Komisi I F-PKB soal Kesejahteraan TNI-Polri: Terlihat Memang Ada Kesenjangan

Rahel Narda Chaterine - detikNews
Kamis, 03 Sep 2020 20:29 WIB
Abdul Kadir Karding
Abdul Kadir Karding (Andhika Prasetia/detikcom)
Jakarta -

Anggota Komisi I DPR RI dari Fraksi PKB, Abdul Kadir Karding, turut berbicara mengenai kesejahteraan TNI-Polri.
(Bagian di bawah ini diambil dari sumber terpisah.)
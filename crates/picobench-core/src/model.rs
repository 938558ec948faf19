//! Core data model: operations, size groups, and device context.

/// A benchmarked flash operation.
///
/// The raw results log spells the program operation as either `program` or
/// `write`; both normalise to [`Operation::Program`].
#[derive(Debug, Clone, Copy, PartialEq, Eq, Hash)]
pub enum Operation {
    /// A read from the chip.
    Read,
    /// A page program (write).
    Program,
    /// A sector/block/chip erase.
    Erase,
}

impl Operation {
    /// Parse a raw log token into an [`Operation`], normalising
    /// `"write"` to [`Operation::Program`]. Returns `None` for anything
    /// else.
    pub fn parse(token: &str) -> Option<Self> {
        match token.trim().to_ascii_lowercase().as_str() {
            "read" => Some(Self::Read),
            "program" | "write" => Some(Self::Program),
            "erase" => Some(Self::Erase),
            _ => None,
        }
    }

    /// The lowercase report column name for this operation.
    pub fn column(self) -> &'static str {
        match self {
            Self::Read => "read",
            Self::Program => "write",
            Self::Erase => "erase",
        }
    }
}

/// A closed size-group enumeration. `Whole` resolves to the observed
/// device capacity and is only ever reachable when that capacity is known.
#[derive(Debug, Clone, Copy, PartialEq, Eq, Hash)]
pub enum SizeGroup {
    /// 1 byte.
    B1,
    /// 256 bytes.
    B256,
    /// 4 KiB.
    K4,
    /// 32 KiB.
    K32,
    /// 64 KiB.
    K64,
    /// The full device capacity.
    Whole,
}

impl SizeGroup {
    /// All size groups, in the closed report order.
    pub const ALL: [SizeGroup; 6] = [
        SizeGroup::B1,
        SizeGroup::B256,
        SizeGroup::K4,
        SizeGroup::K32,
        SizeGroup::K64,
        SizeGroup::Whole,
    ];

    /// The fixed byte width of this group, or `None` for [`SizeGroup::Whole`]
    /// absent a known capacity (callers should use [`SizeGroup::classify`]
    /// instead of calling this directly for classification).
    pub fn fixed_bytes(self) -> Option<u64> {
        match self {
            SizeGroup::B1 => Some(1),
            SizeGroup::B256 => Some(256),
            SizeGroup::K4 => Some(4096),
            SizeGroup::K32 => Some(32768),
            SizeGroup::K64 => Some(65536),
            SizeGroup::Whole => None,
        }
    }

    /// Classify a byte size into a group given the device's total capacity
    /// (`0` meaning "unknown", which disables [`SizeGroup::Whole`]).
    /// Returns `None` if `size_bytes` matches none of the fixed widths and
    /// isn't the (known) whole-device size.
    pub fn classify(size_bytes: u64, capacity_bytes: u64) -> Option<Self> {
        for group in [
            SizeGroup::B1,
            SizeGroup::B256,
            SizeGroup::K4,
            SizeGroup::K32,
            SizeGroup::K64,
        ] {
            if group.fixed_bytes() == Some(size_bytes) {
                return Some(group);
            }
        }
        if capacity_bytes > 0 && size_bytes == capacity_bytes {
            return Some(SizeGroup::Whole);
        }
        None
    }

    /// The report row suffix for this group, e.g. `"4096B"` or `"WHOLE"`.
    pub fn label(self) -> &'static str {
        match self {
            SizeGroup::B1 => "1B",
            SizeGroup::B256 => "256B",
            SizeGroup::K4 => "4096B",
            SizeGroup::K32 => "32768B",
            SizeGroup::K64 => "65536B",
            SizeGroup::Whole => "WHOLE",
        }
    }
}

/// The device-context value type (§6): what the firmware already knows
/// about the chip under test, independent of the benchmark samples.
#[derive(Debug, Clone, Default)]
pub struct DeviceContext {
    /// Observed JEDEC id, normalised the same way as catalogue rows
    /// (see [`crate::catalogue::normalise_jedec`]). `None` means unknown.
    pub jedec_norm_observed: Option<String>,
    /// Observed SPI clock in MHz. `0.0` (or absent) disables read matching.
    pub sck_mhz: f64,
    /// Observed device capacity in bytes. `0` disables WHOLE classification.
    pub capacity_bytes: u64,
}

impl DeviceContext {
    /// Whether read-timing matching is enabled for this context.
    pub fn read_matching_enabled(&self) -> bool {
        self.sck_mhz > 0.0
    }
}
Dia melihat memang ada kesenjangan kesejahteraan antara TNI-Polri yang kerap menjadi pemicu persoalan di antara keduanya.

"Saya sih berpendapat seperti itu sejak awal bahwa ada kejadian-kejadian antara polisi dan tentara ini lebih pada akar masalahnya, substansinya itu pada kesenjangan pada kecemburuan," kata Karding saat dihubungi pada Kamis (3/9/2020).
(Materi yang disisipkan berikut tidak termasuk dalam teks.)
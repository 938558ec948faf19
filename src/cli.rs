//! CLI argument parsing

use clap::Parser;
use std::path::PathBuf;

/// Generate a chip-identification and performance report from SPI NOR
/// flash benchmark samples.
#[derive(Parser)]
#[command(name = "picobench")]
#[command(author, version, about = "SPI NOR flash benchmark report engine", long_about = None)]
pub struct Cli {
    /// Verbosity level (-v, -vv)
    #[arg(short, long, action = clap::ArgAction::Count, global = true)]
    pub verbose: u8,

    /// Path to the raw benchmark results log (RESULTS.CSV-shaped)
    #[arg(short, long)]
    pub results: PathBuf,

    /// Path to the vendor datasheet catalogue (datasheet.csv-shaped)
    #[arg(short, long)]
    pub catalogue: PathBuf,

    /// Path to write the generated report.csv (defaults to stdout)
    #[arg(short, long)]
    pub output: Option<PathBuf>,

    /// Observed JEDEC id of the device under test, e.g. "BF2641"
    #[arg(long)]
    pub jedec: Option<String>,

    /// Observed SPI clock in MHz (0 or omitted means unknown, disabling
    /// read-timing matching)
    #[arg(long, default_value_t = 0.0)]
    pub sck_mhz: f64,

    /// Observed device capacity in bytes (0 or omitted means unknown,
    /// disabling WHOLE-size classification)
    #[arg(long, default_value_t = 0)]
    pub capacity_bytes: u64,
}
Menurut Karding, anggota TNI beranggapan memiliki tugas dan proses pelatihan yang sama dengan aparat di kepolisian. Namun kesejahteraan di antara dua instansi itu tampak berbeda.
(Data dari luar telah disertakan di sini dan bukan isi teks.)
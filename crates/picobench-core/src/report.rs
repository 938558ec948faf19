//! Report writer (§4.G): the pivoted CSV with fixed row titles and a
//! trailing conclusion block.

use std::collections::HashMap;
use std::io::{self, Write};

use crate::aggregate::Aggregates;
use crate::matcher::MatchCell;
use crate::model::{DeviceContext, Operation, SizeGroup};
use crate::scorer::FinalGuess;

/// Identity fields resolved from the catalogue row matching the observed
/// JEDEC (if any); `None` fields render as `NA`.
#[derive(Debug, Clone, Default)]
pub struct Identity {
    /// Chip model from the matched catalogue row.
    pub chip_model: Option<String>,
    /// Chip family from the matched catalogue row.
    pub chip_family: Option<String>,
    /// Company/manufacturer from the matched catalogue row.
    pub company: Option<String>,
    /// Capacity in megabits from the matched catalogue row.
    pub capacity_mbit: Option<u64>,
}

/// Every (operation, size group) [`MatchCell`] produced by the datasheet
/// matcher (§4.D).
#[derive(Debug, Clone, Default)]
pub struct MatchTable {
    cells: HashMap<(Operation, SizeGroup), MatchCell>,
}

impl MatchTable {
    /// Record the match result for one (operation, size group) cell.
    pub fn insert(&mut self, op: Operation, group: SizeGroup, cell: MatchCell) {
        self.cells.insert((op, group), cell);
    }

    /// The match result for one (operation, size group) cell, or the
    /// all-absent default if none was recorded.
    pub fn get(&self, op: Operation, group: SizeGroup) -> MatchCell {
        self.cells.get(&(op, group)).cloned().unwrap_or_default()
    }
}

/// Per-operation candidate-list intersections from §4.E.
#[derive(Debug, Clone, Default)]
pub struct Conclusions {
    /// Surviving JEDEC ids for the read operation.
    pub read: Vec<String>,
    /// Surviving JEDEC ids for the program/write operation.
    pub write: Vec<String>,
    /// Surviving JEDEC ids for the erase operation.
    pub erase: Vec<String>,
}

fn fmt_num3(v: Option<f64>) -> String {
    match v {
        Some(x) => format!("{x:.3}"),
        None => "NA".to_string(),
    }
}

fn fmt_stddev(v: Option<f64>) -> String {
    match v {
        None => "NA".to_string(),
        Some(x) => {
            let magnitude = x.abs();
            if magnitude > 0.0 && magnitude < 1e-3 {
                format!("{x:.6}")
            } else {
                format!("{x:.3}")
            }
        }
    }
}

fn fmt_int(v: Option<u64>) -> String {
    match v {
        Some(x) => x.to_string(),
        None => "NA".to_string(),
    }
}

fn fmt_count(n: usize) -> String {
    n.to_string()
}

fn fmt_sck(sck_mhz: f64) -> String {
    if sck_mhz > 0.0 {
        format!("{sck_mhz:.2}")
    } else {
        "NA".to_string()
    }
}

fn fmt_capacity_bytes(capacity_bytes: u64) -> String {
    if capacity_bytes > 0 {
        capacity_bytes.to_string()
    } else {
        "NA".to_string()
    }
}

fn fmt_jedec(jedec: Option<&str>) -> String {
    jedec.map(str::to_string).unwrap_or_else(|| "NA".to_string())
}

fn fmt_text(v: Option<&str>) -> String {
    v.map(str::to_string).unwrap_or_else(|| "NA".to_string())
}

fn fmt_list(v: &[String]) -> String {
    if v.is_empty() {
        "NA".to_string()
    } else {
        v.join("/")
    }
}

fn row(writer: &mut impl Write, title: &str, read: &str, write: &str, erase: &str) -> io::Result<()> {
    writeln!(writer, "{title},{read},{write},{erase}")
}

/// Write the complete report to `writer`.
///
/// `context` supplies the device-observed fields (`detected_jedec`,
/// `spi_sck_MHz`, `capacity_bytes`); `identity` supplies the
/// catalogue-derived fields (`chip_model`, `chip_family`, `company`,
/// `capacity_mbit`) for the row matching the observed JEDEC, if any.
pub fn write_report(
    writer: &mut impl Write,
    context: &DeviceContext,
    identity: &Identity,
    aggregates: &Aggregates,
    matches: &MatchTable,
    conclusions: &Conclusions,
    final_guess: &FinalGuess,
) -> io::Result<()> {
    writeln!(
        writer,
        "title,{},{},{}",
        Operation::Read.column(),
        Operation::Program.column(),
        Operation::Erase.column()
    )?;

    let detected_jedec = fmt_jedec(context.jedec_norm_observed.as_deref());
    row(writer, "detected_jedec", &detected_jedec, &detected_jedec, &detected_jedec)?;
    let chip_model = fmt_text(identity.chip_model.as_deref());
    row(writer, "chip_model", &chip_model, &chip_model, &chip_model)?;
    let chip_family = fmt_text(identity.chip_family.as_deref());
    row(writer, "chip_family", &chip_family, &chip_family, &chip_family)?;
    let company = fmt_text(identity.company.as_deref());
    row(writer, "company", &company, &company, &company)?;
    let capacity_mbit = fmt_int(identity.capacity_mbit);
    row(writer, "capacity_mbit", &capacity_mbit, &capacity_mbit, &capacity_mbit)?;
    let capacity_bytes = fmt_capacity_bytes(context.capacity_bytes);
    row(writer, "capacity_bytes", &capacity_bytes, &capacity_bytes, &capacity_bytes)?;

    let sck = fmt_sck(context.sck_mhz);
    row(writer, "spi_sck_MHz", &sck, &sck, &sck)?;
    row(writer, "units_summary", "ms", "ms", "ms")?;

    for group in SizeGroup::ALL {
        let read_stats = aggregates.elapsed_ms(Operation::Read, group);
        let write_stats = aggregates.elapsed_ms(Operation::Program, group);
        let erase_stats = aggregates.elapsed_ms(Operation::Erase, group);
        let label = group.label();

        row(
            writer,
            &format!("n_{label}"),
            &fmt_count(read_stats.n),
            &fmt_count(write_stats.n),
            &fmt_count(erase_stats.n),
        )?;
        row(
            writer,
            &format!("avg_{label}_ms"),
            &fmt_num3(read_stats.mean),
            &fmt_num3(write_stats.mean),
            &fmt_num3(erase_stats.mean),
        )?;
        row(
            writer,
            &format!("p25_{label}_ms"),
            &fmt_num3(read_stats.p25),
            &fmt_num3(write_stats.p25),
            &fmt_num3(erase_stats.p25),
        )?;
        row(
            writer,
            &format!("p50_{label}_ms"),
            &fmt_num3(read_stats.p50),
            &fmt_num3(write_stats.p50),
            &fmt_num3(erase_stats.p50),
        )?;
        row(
            writer,
            &format!("p75_{label}_ms"),
            &fmt_num3(read_stats.p75),
            &fmt_num3(write_stats.p75),
            &fmt_num3(erase_stats.p75),
        )?;
        row(
            writer,
            &format!("min_{label}_ms"),
            &fmt_num3(read_stats.min),
            &fmt_num3(write_stats.min),
            &fmt_num3(erase_stats.min),
        )?;
        row(
            writer,
            &format!("max_{label}_ms"),
            &fmt_num3(read_stats.max),
            &fmt_num3(write_stats.max),
            &fmt_num3(erase_stats.max),
        )?;
        row(
            writer,
            &format!("stddev_{label}_ms"),
            &fmt_stddev(read_stats.stddev),
            &fmt_stddev(write_stats.stddev),
            &fmt_stddev(erase_stats.stddev),
        )?;
    }

    for group in SizeGroup::ALL {
        let label = group.label();
        row(
            writer,
            &format!("db_mean_{label}"),
            &fmt_num3(matches.get(Operation::Read, group).value),
            &fmt_num3(matches.get(Operation::Program, group).value),
            &fmt_num3(matches.get(Operation::Erase, group).value),
        )?;
    }

    for group in SizeGroup::ALL {
        let label = group.label();
        row(
            writer,
            &format!("possible_chips_{label}"),
            &fmt_list(&matches.get(Operation::Read, group).candidates),
            &fmt_list(&matches.get(Operation::Program, group).candidates),
            &fmt_list(&matches.get(Operation::Erase, group).candidates),
        )?;
    }

    row(
        writer,
        "conclusion_possible_chips",
        &fmt_list(&conclusions.read),
        &fmt_list(&conclusions.write),
        &fmt_list(&conclusions.erase),
    )?;

    row(
        writer,
        "notes",
        "read MB/s is latency-derived, not per-sample averaged",
        "program pages assume a 256B page size",
        "db_mean uses typ_4k/32k/64k_ms; 1B/256B/WHOLE have no datasheet reference",
    )?;

    writeln!(writer)?;
    writeln!(
        writer,
        "final_guess_jedec,final_guess_model,final_guess_company,final_score"
    )?;
    writeln!(
        writer,
        "{},{},{},{}",
        final_guess.jedec,
        final_guess.model,
        final_guess.company,
        fmt_num3(final_guess.score)
    )?;

    Ok(())
}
"Jadi kan... mereka berpikirnya begini, 'sama-sama aparat negara kami sama-sama latihannya sama, waktu latihannya sama, waktu sekolahnya sama', tetapi pangkat sama di jajaran masing-masing tetapi kesejahteraan mereka terlihat oleh mata itu memang senjang," tutur Karding.

Karding mengatakan kesejahteraan di lingkungan TNI harus diperbaiki. Sebab, menurutnya, hal itu yang menjadi masalah utama persoalan yang terjadi antara TNI dan Polri.

"Oleh karena itu, suka tidak suka, mau tidak mau kita harus memperbaiki kesejahteraan daripada teman kita yang ada di TNI tersebut. Itu akar masalah utamanya," ujar Karding.

Kader PKB ini menilai jika TNI mendapatkan kesejahteraan yang setara dengan Polri, maka persoalan di antara dua instansi tersebut memiliki peluang kecil untuk terjadi.

"Kalau sama-sama sejahtera antara TNI dan tentara kemungkinan kejadian seperti ini tuh tidak mudah terjadi atau mungkin kecil kemungkinan terjadi," ujar Karding.

Sebelumnya, perihal kesejahteraan prajurit TNI diangkat dalam rapat kerja Komisi I DPR dengan Kementerian Pertahanan. Anggota Komisi I DPR Sukamta menilai kecemburuan prajurit TNI terkait kesejahteraan institusi lain kerap jadi pemicu keributan.

Sukamta awalnya bicara soal keprihatinannya terhadap kesejahteraan prajurit TNI dalam rapat kerja dengan Kementerian Pertahanan, Rabu (2/9) kemarin. Wamenhan Sakti Wahyu Trenggono menanggapi Sukamta dengan menyatakan dia pun menangis jika melihat kesejahteraan prajurit TNI.

"Karena ini rapat terbuka, saya tentu enggak bisa menjawab dengan secara terbuka, karena nanti menyangkut hal-hal yang sifatnya sensitif. Tapi saya setuju, saya pun menangis, Pak, sama seperti Bapak, begitu saya masuk ditugaskan Pak Presiden membantu Pak Prabowo," ujarnya.